Commanders and leaders
- Jakob von Hartmann Maximilian von Feder: Eduard von Flies Ludwig von Korth Thassilo von Nidda Hugo von Thile

Units involved
- 4th Division: Flies Division

Casualties and losses
- 94 dead 632 wounded 192 missing: 101 dead 715 wounded 40 missing

= Battle of Roßbrunn =

The Battle of Roßbrunn was the last battle of the Main Campaign in the Austro-Prussian War. It took place on 26 July 1866 near Roßbrunn, Uettingen and Hettstadt.

==Background==
Prince Karl of Bavaria, the Commander-in-Chief of the West German Army of the German Confederation, planned an offensive of the VII and VIII Federal Corps against the Prussian Army under Edwin von Manteuffel. On 16 July 1866 however, the VIII. Corps was no longer ready to fight and withdrew towards Würzburg. Prince Karl wanted to hold the plateau near Hettstadt, and thus Würzburg, in order to keep up Bavaria's negotiating position in the upcoming peace negotiations.

==The Battle==
===Fighting at Uettingen and Roßbrunn===
The 2nd Combined Infantry Brigade under Major General Ludwig von Korth, part of the Prussian Division Flies, occupied Uettingen with two battalions late on 25 July and moved into night quarters west of the village with the majority of the brigade.

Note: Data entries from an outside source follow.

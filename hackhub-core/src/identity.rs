//! Identity types for hub entities

use serde::{Deserialize, Serialize};
use std::fmt;
use std::str::FromStr;
use uuid::Uuid;

/// Row identifier assigned by the persistence layer on insert.
pub type RowId = u64;

/// Identifier of a hub user.
///
/// Users are issued by the external auth service; the core only carries
/// their id around.
#[derive(Debug, Clone, Copy, PartialEq, Eq, Hash, PartialOrd, Ord, Serialize, Deserialize)]
#[serde(transparent)]
pub struct UserId(Uuid);

impl UserId {
    pub fn new(id: Uuid) -> Self {
        Self(id)
    }

    /// Generate a new timestamp-sortable user id.
    pub fn now_v7() -> Self {
        Self(Uuid::now_v7())
    }

    pub fn as_uuid(&self) -> Uuid {
        self.0
    }
}

impl From<Uuid> for UserId {
    fn from(id: Uuid) -> Self {
        Self(id)
    }
}

impl FromStr for UserId {
    type Err = uuid::Error;

    fn from_str(s: &str) -> Result<Self, Self::Err> {
        Uuid::parse_str(s).map(Self)
    }
}

impl fmt::Display for UserId {
    fn fmt(&self, f: &mut fmt::Formatter<'_>) -> fmt::Result {
        self.0.fmt(f)
    }
}

/// Identifier of an achievement in the catalogue.
///
/// Persisted progress rows reference achievements by this value, so it must
/// stay stable across restarts and catalogue reordering.
#[derive(Debug, Clone, PartialEq, Eq, Hash, PartialOrd, Ord, Serialize, Deserialize)]
#[serde(transparent)]
pub struct AchievementId(String);

impl AchievementId {
    pub fn new(id: impl Into<String>) -> Self {
        Self(id.into())
    }

    /// Positional id for catalogue entries that did not declare one.
    pub fn from_position(position: usize) -> Self {
        Self(position.to_string())
    }

    pub fn as_str(&self) -> &str {
        &self.0
    }
}

impl From<&str> for AchievementId {
    fn from(id: &str) -> Self {
        Self(id.to_string())
    }
}

impl From<String> for AchievementId {
    fn from(id: String) -> Self {
        Self(id)
    }
}

impl fmt::Display for AchievementId {
    fn fmt(&self, f: &mut fmt::Formatter<'_>) -> fmt::Result {
        f.write_str(&self.0)
    }
}
#![allow(dead_code)]

use std::sync::Arc;

use hackhub_achievements::{
    AchievementOptions, AchievementProgressEngine, AchievementsProvider, LocalAchievementsStore,
    ProgressKey, ProgressRecord, TokenPolicy,
};
use hackhub_core::{AchievementId, CacheSettings, UserId};
use hackhub_storage::{PersistenceGateway, Record};

pub const WORKSHOP_SECRET: &str = "workshop-signing-key";
pub const DESK_SECRET: &str = "help-desk";

pub fn achievement(id: &str, max_progress: u32) -> AchievementOptions {
    AchievementOptions {
        id: Some(AchievementId::new(id)),
        title: format!("Achievement {}", id),
        description: String::new(),
        prizes: "Sticker".to_string(),
        finish_message: "Congratulations!".to_string(),
        max_progress,
        requires_token: false,
        token: TokenPolicy::Any,
    }
}

/// A small catalogue covering each token policy:
/// - `open`: no token, max 3
/// - `desk`: shared secret required, max 2
/// - `workshops`: signed step required, max 3, steps rust/go/zig
/// - `single`: no token, max 1
pub fn test_catalogue() -> Vec<AchievementOptions> {
    vec![
        achievement("open", 3),
        AchievementOptions {
            requires_token: true,
            token: TokenPolicy::SharedSecret {
                secret: DESK_SECRET.to_string(),
            },
            ..achievement("desk", 2)
        },
        AchievementOptions {
            requires_token: true,
            token: TokenPolicy::SignedStep {
                secret: WORKSHOP_SECRET.to_string(),
                steps: Some(vec!["rust".to_string(), "go".to_string(), "zig".to_string()]),
            },
            ..achievement("workshops", 3)
        },
        achievement("single", 1),
    ]
}

pub fn test_provider() -> Arc<dyn AchievementsProvider> {
    Arc::new(LocalAchievementsStore::new(test_catalogue()).expect("Test catalogue is valid"))
}

pub fn test_engine<G: PersistenceGateway + 'static>(gateway: Arc<G>) -> AchievementProgressEngine<G> {
    AchievementProgressEngine::new(gateway, test_provider(), &CacheSettings::default())
}

/// Write a progress row directly, as another process would.
pub async fn seed_progress<G: PersistenceGateway>(
    gateway: &G,
    user: UserId,
    achievement: &str,
    progress: u32,
) {
    let key = ProgressKey::new(user, AchievementId::new(achievement));
    let record = ProgressRecord {
        progress,
        ..ProgressRecord::first(&key)
    };
    gateway
        .insert(Record::encode(key.record_key(), &record).expect("Progress encodes"))
        .await
        .expect("Failed to seed progress row");
}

The Bavarian 2nd Division under Major General Maximilian von Feder and the Bavarian 4th Division under Major General Jakob von Hartmann were positioned near Roßbrunn. The rest of the Bavarian Army was concentrated behind it between Hettstadt and Waldbrunn.

At 4 a.m., units of the Bavarian 5th Infantry Regiment attacked the Prussians in Uettingen.

On the left flank Major General von Korth had the Kirchberg stormed by the 59th (4th Posen) Infantry Regiment. Parts of the Bavarian 5th and 13th Infantry regiments as well as the 8th Jäger Battalion defended the Kirchberg, but could not hold it and had to retreat to the Hessnert with considerable losses.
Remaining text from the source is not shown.